Tuesday, September 9, 2025

News roundup, 9 Sept 2025

- An analysis by The Narwhal has found that the recent changes to Winnipeg Transit's network have disproportionately affected less affluent areas. Overall, there was a reduction in the number of stops from 11 per km2 to 7 per km2, but neighbourhoods in the North End and downtown lost 2-3 times as many stops as the city average, while suburban ones lost the fewest. Now admittedly, there's a kind of logic to that if you want to use Transit's limited budget to minimize the number of people who drive - more North End residents will continue to lump it, simply because they can't afford a car. Even more cynically, one might reason that reducing the number of stops in poorer neighbourhoods will reduce the number of people who use the bus as a shelter, thus making it more attractive to suburbanites. Urban planning professor Orly Linovski pretty much admits this when she says that Transit has two distinct goals - to better serve those who already use it and to encourage people with other options to take the bus, and that those two goals "can be in conflict"; nonetheless, she questions whether the approach taken is good social policy. There's also the fact that there's a tradeoff between fast service and having a lot of stops. And indeed, on the major routes with frequent service, there really has been an improvement - but this comes at a cost to people with mobility issues, and will also not seem so attractive when it's -30°C out, or if you have to walk through a sketchy neighbourhood to get to your bus stop. And the cuts to late night service have also disproportionately affected poorer areas.

- Winnipeg's city council is considering strict limits on where homeless encampments will be tolerated. Among the prohibited locations will be within 50 metres of schools or children's recreational facilities, which is fine, but it also includes anywhere within 30 metres of a transit shelter, bridges, docks or piers and within 50 metres of a rail line; those restrictions seem a lot harder to justify (prohibiting encampments in a transit shelter might be fair game, but near?) and when you combine all the restrictions it becomes an interesting question about where such people will still be allowed to exist. We'll have to see how the courts deal with it; an Ontario court has previously ruled that municipalities can't have blanket prohibitions if there isn't enough shelter space for all the encampment residents. Even site-specific restrictions have been struck down.

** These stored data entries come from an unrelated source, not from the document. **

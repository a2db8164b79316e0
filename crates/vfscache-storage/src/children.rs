//! Directory children codec
//!
//! ```text
//! count:INT | delta_1:INT | ... | delta_count:INT
//! child_i = child_(i-1) + delta_i,   child_0 = owning record id
//! ```

use crate::varint::{read_int, write_int};
use bytes::{Buf, Bytes, BytesMut};
use vfscache_common::{Error, RecordId, Result};

/// Codec for the children attribute payload
pub struct ChildrenCodec;

impl ChildrenCodec {
    fn read_count(buf: &mut &[u8]) -> Result<usize> {
        let count = read_int(buf)?;
        let count = usize::try_from(count)
            .map_err(|_| Error::corrupt(format!("negative child count {count}")))?;
        // Every delta takes at least one byte
        if count > buf.remaining() {
            return Err(Error::corrupt(format!(
                "child count {count} exceeds the {} bytes that follow",
                buf.remaining()
            )));
        }
        Ok(count)
    }

    /// Number of children, without decoding the ids
    pub fn count(raw: Option<&[u8]>) -> Result<usize> {
        match raw {
            None => Ok(0),
            Some(mut buf) => Self::read_count(&mut buf),
        }
    }

    /// Decode child ids in on-disk order
    pub fn decode(owner: RecordId, raw: Option<&[u8]>) -> Result<Vec<RecordId>> {
        let Some(mut buf) = raw else {
            return Ok(Vec::new());
        };

        let count = Self::read_count(&mut buf)?;
        let mut children = Vec::with_capacity(count);
        let mut previous = owner.get() as i32;
        for index in 0..count {
            let delta = read_int(&mut buf)?;
            previous = previous.wrapping_add(delta);
            let id = u32::try_from(previous)
                .ok()
                .filter(|&id| id != 0)
                .ok_or_else(|| {
                    Error::corrupt(format!(
                        "child {index} of record {owner} decodes to invalid id {previous}"
                    ))
                })?;
            children.push(RecordId::new(id));
        }
        Ok(children)
    }

    /// Encode child ids relative to their owner
    pub fn encode(owner: RecordId, children: &[RecordId]) -> Bytes {
        let mut buf = BytesMut::with_capacity(1 + children.len() * 2);
        write_int(&mut buf, children.len() as i32);
        let mut previous = owner.get() as i32;
        for child in children {
            let id = child.get() as i32;
            write_int(&mut buf, id.wrapping_sub(previous));
            previous = id;
        }
        buf.freeze()
    }
}
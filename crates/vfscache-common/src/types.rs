//! Core type definitions for vfscache
//!
//! Identifiers read from the cache tables, the record flag bitset and the
//! field descriptors of the fixed-width record layout.

use derive_more::{Display, From, Into};
use serde::{Deserialize, Serialize};
use std::fmt;

macro_rules! cache_id {
    ($(#[$meta:meta])* $name:ident) => {
        $(#[$meta])*
        #[derive(
            Clone, Copy, Debug, Default, PartialEq, Eq, PartialOrd, Ord, Hash, Serialize,
            Deserialize, From, Into, Display,
        )]
        #[display("{_0}")]
        pub struct $name(u32);

        impl $name {
            /// Wrap a raw on-disk id
            #[must_use]
            pub const fn new(id: u32) -> Self {
                Self(id)
            }

            /// Get the raw id
            #[must_use]
            pub const fn get(self) -> u32 {
                self.0
            }

            /// Zero marks an absent reference in every table
            #[must_use]
            pub const fn is_none(self) -> bool {
                self.0 == 0
            }
        }
    };
}

cache_id!(
    /// Index of a file-system entry in the record table
    RecordId
);
cache_id!(
    /// Id of an interned name in the name table
    NameId
);
cache_id!(
    /// Page holding a record's attribute stream
    AttributeRecordId
);
cache_id!(
    /// Key of a blob in the content store
    ContentId
);
cache_id!(
    /// Stable 1-based id of an attribute name
    AttributeId
);

/// Independent flag bits of a record
#[derive(Clone, Copy, Default, PartialEq, Eq, Hash, Serialize, Deserialize, From, Into)]
pub struct RecordFlags(u32);

impl RecordFlags {
    pub const CHILDREN_CACHED: Self = Self(0x01);
    pub const IS_DIRECTORY: Self = Self(0x02);
    pub const IS_READ_ONLY: Self = Self(0x04);
    pub const MUST_RELOAD_CONTENT: Self = Self(0x08);
    pub const IS_SYMLINK: Self = Self(0x10);
    pub const IS_SPECIAL: Self = Self(0x20);
    pub const IS_HIDDEN: Self = Self(0x40);
    pub const FREE_RECORD: Self = Self(0x100);

    /// Every known flag with its display name
    pub const ALL: [(&'static str, Self); 8] = [
        ("childrenCached", Self::CHILDREN_CACHED),
        ("isDirectory", Self::IS_DIRECTORY),
        ("isReadOnly", Self::IS_READ_ONLY),
        ("mustReloadContent", Self::MUST_RELOAD_CONTENT),
        ("isSymlink", Self::IS_SYMLINK),
        ("isSpecial", Self::IS_SPECIAL),
        ("isHidden", Self::IS_HIDDEN),
        ("isFreeRecord", Self::FREE_RECORD),
    ];

    #[must_use]
    pub const fn from_bits(bits: u32) -> Self {
        Self(bits)
    }

    #[must_use]
    pub const fn bits(self) -> u32 {
        self.0
    }

    /// True when every bit of `flag` is set
    #[must_use]
    pub const fn contains(self, flag: Self) -> bool {
        self.0 & flag.0 == flag.0
    }
}

impl std::ops::BitOr for RecordFlags {
    type Output = Self;

    fn bitor(self, rhs: Self) -> Self {
        Self(self.0 | rhs.0)
    }
}

impl fmt::Debug for RecordFlags {
    fn fmt(&self, f: &mut fmt::Formatter<'_>) -> fmt::Result {
        let names: Vec<&str> = Self::ALL
            .iter()
            .filter(|(_, flag)| self.contains(*flag))
            .map(|(name, _)| *name)
            .collect();
        write!(f, "RecordFlags({:#x} [{}])", self.0, names.join(" | "))
    }
}

/// Fields of the fixed 40-byte record, in on-disk order
#[derive(Clone, Copy, Debug, PartialEq, Eq, Hash)]
pub enum RecordField {
    ParentId,
    NameId,
    Flags,
    AttributeRecordId,
    ContentId,
    Timestamp,
    ModCount,
    Length,
}

impl RecordField {
    pub const ALL: [Self; 8] = [
        Self::ParentId,
        Self::NameId,
        Self::Flags,
        Self::AttributeRecordId,
        Self::ContentId,
        Self::Timestamp,
        Self::ModCount,
        Self::Length,
    ];

    /// Byte offset of the field within a record
    #[must_use]
    pub const fn offset(self) -> usize {
        match self {
            Self::ParentId => 0,
            Self::NameId => 4,
            Self::Flags => 8,
            Self::AttributeRecordId => 12,
            Self::ContentId => 16,
            Self::Timestamp => 20,
            Self::ModCount => 28,
            Self::Length => 32,
        }
    }

    /// Width of the field in bytes
    #[must_use]
    pub const fn width(self) -> usize {
        match self {
            Self::Timestamp | Self::Length => 8,
            _ => 4,
        }
    }
}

- Brazil's Supreme Court is set to rule today on the fate of former president Jair Bolsonaro, who is being tried for his version of Jan 6 that occurred following his electoral defeat in 2022. Among the other accusations he faces is that he was aware of a plot to assassinate the legitimate president-elect, Luiz Inácio Lula da Silva. Donald Trump has imposed 50% tariffs on Brazilian goods and has imposed personal sanctions on Supreme Court Justice Alexandre de Moraes, calling the trial "political persecution". The country, of course, is deeply divided over the issue.

- A WestJet Boeing 737-800 from Toronto was substantially damaged following a collapse of the right main landing gear upon landing at Princess Juliana International Airport in Sint Maarten. Passengers and crew escaped without major injury. Most of the news stories have described this as a "hard landing", which implicitly sounds like it's blaming the pilots (i.e. they landed too hard and broke the airplane), but according to Juan Browne (blancolirio) there's a history of similar failures in that aircraft type, including one involving an Alaska Airlines flight in 2023, and nothing about the WestJet flight's approach seemed to suggest that the crew were doing anything wrong.

- A man in Prince George, BC was pulled over while driving a child-size Barbie jeep along one of the city's major routes to go to the 7-11 for a Slurpee. He was arrested after failing a breathalyzer test and already had a suspended license.